Investment grade ratings. Constellation Software risks: I definitely invest because of the CEO & the focus on vertical software (unique; isolated industries). My knowledge .. pfft . I am weak at technology. My guess at risks: (1) when does CEO retire? (2) AI? If AI disrupts horizontal software market, will M&A competitors increase for the vertical software market? (3) my personal patience
Snowball Analytics breaks it out with two charts. Portfolio Value shows performance including contributions, Portfolio Performance shows performance without contribution value included. When I show my returns on the channel it's always without contributions included.
you could mention 'risk management' to minimize downside losses with companies such as mcdonalds, as part of your strategy (whether you've done this consciously or not).
Yes, it effectively acts that way but that's not why I added it to be fair. You could argue it has its own risks (healthier food trend, glp1 drug trend etc) that are uncorrelated to the rest of my portfolio so it's not guaranteed to protect the downside necessarily. For the most part though, it does.
Another Banger! Hey Matt, I am in San Antonio to visit family from VA. Would it be possible to meetup with you and maybe pick your brain a bit and share my portfolio as well?

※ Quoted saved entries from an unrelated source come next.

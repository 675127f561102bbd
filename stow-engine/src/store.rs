// SPDX-License-Identifier: AGPL-3.0-or-later
//! Descriptor persistence

use parking_lot::Mutex;
use serde::{Deserialize, Serialize};
use std::collections::HashSet;
use std::io::Write;
use std::path::{Path, PathBuf};
use tracing::{debug, warn};

use stow_core::{StorageDescriptor, StowError, StowResult};

/// Where the registry keeps its descriptor set
pub trait DescriptorStore: Send + Sync {
    fn load(&self) -> StowResult<Vec<StorageDescriptor>>;
    fn save(&self, descriptors: &[StorageDescriptor]) -> StowResult<()>;
}

#[derive(Debug, Default, Serialize, Deserialize)]
struct StateFile {
    #[serde(default, rename = "storage")]
    storages: Vec<StorageDescriptor>,
}

/// TOML file of `[[storage]]` tables, replaced atomically on every save
#[derive(Debug, Clone)]
pub struct TomlDescriptorStore {
    path: PathBuf,
}

impl TomlDescriptorStore {
    pub fn new(path: impl Into<PathBuf>) -> Self {
        Self { path: path.into() }
    }

    pub fn path(&self) -> &Path {
        &self.path
    }
}

fn persistence(path: &Path, err: impl std::fmt::Display) -> StowError {
    StowError::Persistence(format!("{}: {err}", path.display()))
}

impl DescriptorStore for TomlDescriptorStore {
    fn load(&self) -> StowResult<Vec<StorageDescriptor>> {
        let content = match std::fs::read_to_string(&self.path) {
            Ok(content) => content,
            Err(e) if e.kind() == std::io::ErrorKind::NotFound => return Ok(Vec::new()),
            Err(e) => return Err(persistence(&self.path, e)),
        };
        let state: StateFile = toml::from_str(&content).map_err(|e| persistence(&self.path, e))?;

        let mut seen = HashSet::new();
        let mut descriptors = Vec::with_capacity(state.storages.len());
        for descriptor in state.storages {
            if !seen.insert(descriptor.id.clone()) {
                warn!(id = %descriptor.id, "duplicate storage id in state file, keeping the first");
                continue;
            }
            descriptors.push(descriptor);
        }
        debug!(path = %self.path.display(), count = descriptors.len(), "loaded descriptors");
        Ok(descriptors)
    }

    fn save(&self, descriptors: &[StorageDescriptor]) -> StowResult<()> {
        let state = StateFile {
            storages: descriptors.to_vec(),
        };
        let content = toml::to_string_pretty(&state).map_err(|e| persistence(&self.path, e))?;

        let dir = match self.path.parent() {
            Some(dir) if !dir.as_os_str().is_empty() => dir,
            _ => Path::new("."),
        };
        std::fs::create_dir_all(dir).map_err(|e| persistence(dir, e))?;

        let mut temp = tempfile::NamedTempFile::new_in(dir).map_err(|e| persistence(dir, e))?;
        temp.write_all(content.as_bytes())
            .and_then(|_| temp.as_file().sync_all())
            .map_err(|e| persistence(&self.path, e))?;
        temp.persist(&self.path)
            .map_err(|e| persistence(&self.path, e.error))?;
        Ok(())
    }
}

/// Keeps descriptors in memory; for tests and throwaway sessions
#[derive(Debug, Default)]
pub struct MemoryDescriptorStore {
    saved: Mutex<Vec<StorageDescriptor>>,
    fail_saves: Mutex<bool>,
}

impl MemoryDescriptorStore {
    pub fn new() -> Self {
        Self::default()
    }

    pub fn with_descriptors(descriptors: Vec<StorageDescriptor>) -> Self {
        Self {
            saved: Mutex::new(descriptors),
            fail_saves: Mutex::new(false),
        }
    }

    /// What the last save wrote
    pub fn snapshot(&self) -> Vec<StorageDescriptor> {
        self.saved.lock().clone()
    }

    /// Make subsequent saves fail, to exercise rollback paths
    pub fn set_fail_saves(&self, fail: bool) {
        *self.fail_saves.lock() = fail;
    }
}

impl DescriptorStore for MemoryDescriptorStore {
    fn load(&self) -> StowResult<Vec<StorageDescriptor>> {
        Ok(self.saved.lock().clone())
    }

    fn save(&self, descriptors: &[StorageDescriptor]) -> StowResult<()> {
        if *self.fail_saves.lock() {
            return Err(StowError::Persistence("store is read-only".into()));
        }
        *self.saved.lock() = descriptors.to_vec();
        Ok(())
    }
}

#[cfg(test)]
mod tests {
    use super::*;
    use stow_core::StorageKind;

    fn sample() -> Vec<StorageDescriptor> {
        let mut disk = StorageDescriptor::new("disk", StorageKind::Local, "Disk")
            .with_config("root", "/srv/files")
            .with_icon("hdd");
        disk.is_default = true;
        let bucket = StorageDescriptor::new("bucket", StorageKind::ObjectStore, "Bucket")
            .with_config("endpoint", "https://s3.example.com")
            .with_config("secret_access_key", "env:BUCKET_SECRET");
        vec![disk, bucket]
    }

    #[test]
    fn test_toml_store_persists_in_order() {
        let dir = tempfile::tempdir().unwrap();
        let store = TomlDescriptorStore::new(dir.path().join("state").join("storages.toml"));
        assert!(store.load().unwrap().is_empty());

        store.save(&sample()).unwrap();
        let loaded = store.load().unwrap();
        assert_eq!(loaded, sample());

        let text = std::fs::read_to_string(store.path()).unwrap();
        assert!(text.contains("[[storage]]"));
        assert!(text.contains("kind = \"object-store\""));
    }

    #[test]
    fn test_toml_store_skips_duplicate_ids() {
        let dir = tempfile::tempdir().unwrap();
        let path = dir.path().join("storages.toml");
        std::fs::write(
            &path,
            "[[storage]]\nid = \"a\"\nkind = \"memory\"\nname = \"First\"\n\n\
             [[storage]]\nid = \"a\"\nkind = \"memory\"\nname = \"Second\"\n",
        )
        .unwrap();
        let loaded = TomlDescriptorStore::new(&path).load().unwrap();
        assert_eq!(loaded.len(), 1);
        assert_eq!(loaded[0].name, "First");
    }

    #[test]
    fn test_toml_store_reports_garbage() {
        let dir = tempfile::tempdir().unwrap();
        let path = dir.path().join("storages.toml");
        std::fs::write(&path, "this is [not toml").unwrap();
        assert!(matches!(
            TomlDescriptorStore::new(&path).load(),
            Err(StowError::Persistence(_))
        ));
    }

    #[test]
    fn test_memory_store_failure_switch() {
        let store = MemoryDescriptorStore::new();
        store.save(&sample()).unwrap();
        store.set_fail_saves(true);
        assert!(store.save(&[]).is_err());
        assert_eq!(store.snapshot().len(), 2);
    }
}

I like it. I am looking forward to see your videos in 2025, what you actually buy and sell and how it fits with your four point strategy. I remember (kinda) your videos on McDo, but personally I see MCDo as a real Estate Co. and their franchisees as the food Co. . I balance my portfolio a bit differently or have other variables in it. (We are talking about a particular portfolio as we are a bit like you with different portfolios with different goals). - I have an actual number in mind of how much I want in returns from that portfolio and how long it has to last, this means both, returns in depleting the portfolio and receiving dividends from it. - I have an actual "date" when I want the portfolio to start producing that amount of return. Say if I want it to give me x$ annually in say 5 year. I can make the calculation of how much capital I need in the portfolio at a certain % of return (6%?). I then take the amount I can invest in that portfolio every month say 1$/m x 5 + the amount currently in the portfolio and what I am missing (if any), is what I need my current holdings in that portfolio to generate to be re-invested. 12$ x 5 = 60$, +30$= 90$ goal is 100$. Missing 10$, I need my current portfolio to generate 10$ over the next 5 years. This influences both risk and type of investments (SCHD, crypto, Visa, for ex.) I will be seeking to buy. And of course I purchase outside the US market for maybe 30% so Footsie, Niko, etc. HNY! Cheers, a.
You're finally joining Terry Smith's club of successful investors 😎. I like the direction you're taking. It will definitely outpace the index in a bull market. I'm curious to see how portfolios like this do in a bear market (mine included). Keep pushing
My thoughts on a bear market and my portfolio are that either a) the quality of the companies (many of mine are mega caps) will handle the bear market better than others and/or b) the long-term returns will still outperform even if they underperform in a bear market. But obviously, much easier to say than experience so I guess we'll see 🙂
Depends on your strategy. I added NET partially because my portfolio is dominated by mega caps and I wanted something outside of that. But relatively speaking it's still a rather large market cap company depending on how small you're looking. The main thing with small caps IMO is understanding what you're buying and why since a lot of times (at least in the tech space) they can be unprofitable, high SBC, etc.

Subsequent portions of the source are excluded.